Fall Upon Us
So it’s something in the air down in Tuscaloosa–the late afternoon light, the humidity just beginning to break, and the throngs of 30,000+ undergrads on campus.
And so we begin another year, with two wonderful book projects awaiting us: Amber Nelson’s Diary of When Being With Friends Feels Like Watching TV and Harold Abramowitz’s A House on a Hill. What will we do with these wonderful books–we’ll pass the manuscripts over to our interns and we’ll have them decide on design, paper, stitch–you name it, they’ll do it.
And, of course, the big poetry hike is coming up…but two extra components we weren’t expecting until they fell in our laps.
- We’re teaming up with the wonderful Ryan Browne and Carl Peterson who oversee the Pure Products Reading series in Tuscaloosa. They’re being gracious enough to bring some locals in with some out of towners we just love and adore. Details here.
- Our undergrads are teaming up with some of the hike’s visiting writers and other UG’s from U of GA, U of TN, Kenyon College, and UAB for their first film endeavor. We’ve got Flips in hand…
So, where are we reading? The amazing Cahaba National Wildlife Reserve.
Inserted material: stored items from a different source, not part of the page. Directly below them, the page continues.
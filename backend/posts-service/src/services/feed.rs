/// Feed service - builds the page contexts for every post listing
use crate::db::{PostFilter, PostsRepository};
use crate::error::{AppError, Result};
use crate::forms::CommentForm;
use crate::metrics::content::FEED_PAGE_DURATION_SECONDS;
use crate::models::{CommentView, Group, PostView, User};
use crate::pagination::{Page, Paginator, POSTS_PER_PAGE};
use serde::Serialize;
use std::sync::Arc;
use std::time::Instant;

#[derive(Debug, Serialize)]
pub struct IndexContext {
    pub page_obj: Page<PostView>,
}

#[derive(Debug, Serialize)]
pub struct GroupContext {
    pub group: Group,
    pub page_obj: Page<PostView>,
}

#[derive(Debug, Serialize)]
pub struct ProfileContext {
    pub author: User,
    /// Total posts by the author
    pub count: i64,
    /// Whether the session user follows the author
    pub following: bool,
    pub page_obj: Page<PostView>,
}

#[derive(Debug, Serialize)]
pub struct PostDetailContext {
    pub individual_post: PostView,
    pub author_posts_count: i64,
    pub comments: Vec<CommentView>,
    pub form: CommentForm,
}

#[derive(Debug, Serialize)]
pub struct FollowContext {
    pub page_obj: Page<PostView>,
}

pub struct FeedService {
    repo: Arc<dyn PostsRepository>,
}

impl FeedService {
    pub fn new(repo: Arc<dyn PostsRepository>) -> Self {
        Self { repo }
    }

    /// Count the filtered posts, resolve the page parameter against that count
    /// and fetch only the rows of the resolved page.
    pub async fn paginate_posts(
        &self,
        filter: PostFilter,
        raw_page: Option<&str>,
    ) -> Result<Page<PostView>> {
        let count = self.repo.count_posts(filter).await?;
        let paginator = Paginator::new(count.max(0) as usize, POSTS_PER_PAGE);
        let number = paginator.resolve(raw_page)?;
        let (offset, limit) = paginator.bounds(number);

        let posts = if limit == 0 {
            Vec::new()
        } else {
            self.repo
                .list_posts(filter, limit as i64, offset as i64)
                .await?
        };

        Ok(Page::new(posts, number, &paginator))
    }

    pub async fn index(&self, raw_page: Option<&str>) -> Result<IndexContext> {
        let timer = Instant::now();
        let page_obj = self.paginate_posts(PostFilter::All, raw_page).await?;
        observe("index", timer);

        Ok(IndexContext { page_obj })
    }

    pub async fn group_posts(&self, slug: &str, raw_page: Option<&str>) -> Result<GroupContext> {
        let timer = Instant::now();
        let group = self
            .repo
            .find_group_by_slug(slug)
            .await?
            .ok_or_else(|| AppError::NotFound(format!("Group '{}' not found", slug)))?;

        let page_obj = self
            .paginate_posts(PostFilter::Group(group.id), raw_page)
            .await?;
        observe("group", timer);

        Ok(GroupContext { group, page_obj })
    }

    pub async fn profile(
        &self,
        username: &str,
        viewer_id: Option<i64>,
        raw_page: Option<&str>,
    ) -> Result<ProfileContext> {
        let timer = Instant::now();
        let author = self
            .repo
            .find_user_by_username(username)
            .await?
            .ok_or_else(|| AppError::NotFound(format!("User '{}' not found", username)))?;

        let page_obj = self
            .paginate_posts(PostFilter::Author(author.id), raw_page)
            .await?;

        let following = match viewer_id {
            Some(viewer_id) => self.repo.is_following(viewer_id, author.id).await?,
            None => false,
        };
        observe("profile", timer);

        Ok(ProfileContext {
            count: page_obj.count as i64,
            author,
            following,
            page_obj,
        })
    }

    pub async fn post_detail(&self, post_id: i64) -> Result<PostDetailContext> {
        let individual_post = self
            .repo
            .find_post(post_id)
            .await?
            .ok_or_else(|| AppError::NotFound(format!("Post {} not found", post_id)))?;

        let author_posts_count = self
            .repo
            .count_posts(PostFilter::Author(individual_post.author.id))
            .await?;
        let comments = self.repo.list_comments(post_id).await?;

        Ok(PostDetailContext {
            individual_post,
            author_posts_count,
            comments,
            form: CommentForm::default(),
        })
    }

    pub async fn follow_index(&self, user_id: i64, raw_page: Option<&str>) -> Result<FollowContext> {
        let timer = Instant::now();
        let page_obj = self
            .paginate_posts(PostFilter::FollowedBy(user_id), raw_page)
            .await?;
        observe("follow", timer);

        Ok(FollowContext { page_obj })
    }
}

fn observe(feed: &str, started: Instant) {
    FEED_PAGE_DURATION_SECONDS
        .with_label_values(&[feed])
        .observe(started.elapsed().as_secs_f64());
}

#[cfg(test)]
mod tests {
    use super::*;
    use crate::db::InMemoryPostsRepository;
    use crate::models::NewPost;

    async fn seeded(posts: usize) -> (Arc<InMemoryPostsRepository>, User) {
        let repo = Arc::new(InMemoryPostsRepository::new());
        let author = repo.create_user("author").await.unwrap();
        for i in 0..posts {
            repo.create_post(NewPost {
                author_id: author.id,
                text: format!("post {}", i),
                group_id: None,
                image: None,
            })
            .await
            .unwrap();
        }
        (repo, author)
    }

    #[tokio::test]
    async fn paginate_posts_fetches_only_the_requested_page() {
        let (repo, _) = seeded(13).await;
        let service = FeedService::new(repo);

        let first = service.paginate_posts(PostFilter::All, None).await.unwrap();
        assert_eq!(first.len(), 10);
        assert_eq!(first.count, 13);
        assert!(first.has_next);

        let second = service
            .paginate_posts(PostFilter::All, Some("2"))
            .await
            .unwrap();
        assert_eq!(second.len(), 3);
        assert!(second.is_last);
        assert_eq!(second.object_list[2].text, "post 0");
    }

    #[tokio::test]
    async fn empty_feed_has_one_empty_page() {
        let (repo, _) = seeded(0).await;
        let service = FeedService::new(repo);

        let page = service
            .paginate_posts(PostFilter::All, Some("5"))
            .await
            .unwrap();
        assert!(page.is_empty());
        assert_eq!(page.number, 1);
        assert_eq!(page.num_pages, 1);
    }

    #[tokio::test]
    async fn non_numeric_page_is_bad_request() {
        let (repo, _) = seeded(3).await;
        let service = FeedService::new(repo);

        let err = service
            .paginate_posts(PostFilter::All, Some("abc"))
            .await
            .unwrap_err();
        assert!(matches!(err, AppError::BadRequest(_)));
    }

    #[tokio::test]
    async fn profile_of_anonymous_viewer_is_not_following() {
        let (repo, author) = seeded(2).await;
        let service = FeedService::new(repo);

        let ctx = service.profile(&author.username, None, None).await.unwrap();
        assert_eq!(ctx.count, 2);
        assert!(!ctx.following);
    }
}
Here’s a little taste of location scouting. A little shaky and quick panning, but for the first time ever taking shots, we’re pleased with their efforts.
Welcome Back!
Getting ready to head back to Tuscaloosa for fall semester next week, I am initiating a list of some of our greatest amenities (to combat my growing dread that our new apartment will still be crawling with cockroaches when we get there). So, in no particular order
-Joe at PestPro Exterminators
-The Alcove
-Egan’s Bar
-The Black Warrior River
-The Arboretum
-Sokol Park
-The Bike Shop
-The U of Alabama Book Arts Program
-Hank Lazer and Creative Campus
-The Moody Art Gallery (Jasper Johns, Sally Mann, Robert Rauschenberg last year!)
-The Kentuck Arts and Crafts Center
-The Kentuck Festival
-OZ Music
-Little Italy Pizza
-Sitar (Great Indian food!)
-Ruan Thai
-Archibald’s BBQ
-Dreamland BBQ
-Maggie’s Diner
-Netflix (I recommend Laurel and Hardy.)
-JD’s
-BBQ nachos from the cart in JD’s parking lot
-Manna Foods
-Slash Pine’s 2010 Writer Hikes (Did someone say Slash Pine?)
-Claudia Keelan will be a visiting writer in residence at U of Alabama this spring!
-The Gorgas Library’s record collection
-Townes Van Zandt’s shout-out to T-town in “Waiting Around to Die”
-America’s Greatest Thrift Store
-Anne’s Tiques
-The Crimson Tide (Roll Tide! “It’s a tradition.”)
-Natty Ice is always on sale everywhere
-Fireworks are legal
-The St Paul United Methodist Church sign–it’s the most prophetic marquee in town (“We are too Blessed to Be Depressed”)
-Sometimes you can get a haircut and auto detailing in the same place
-Mockingbirds
-Magnolia trees
-Old train bridge in Northport
-Mary’s Cakes (Great croissants!)
-Bama Theatre
-Oliver Lock and Dam
-Cicadas
-Mule Day Chicken Fest (in Gordo)
-The Foundry (thrift store in Bessemer)
-Charlemagne Records (in Birmingham)
-The Bottle Tree (in Birmingham)
-Pie Lab (in Greensboro)
-Rural Studios (in and around Greensboro)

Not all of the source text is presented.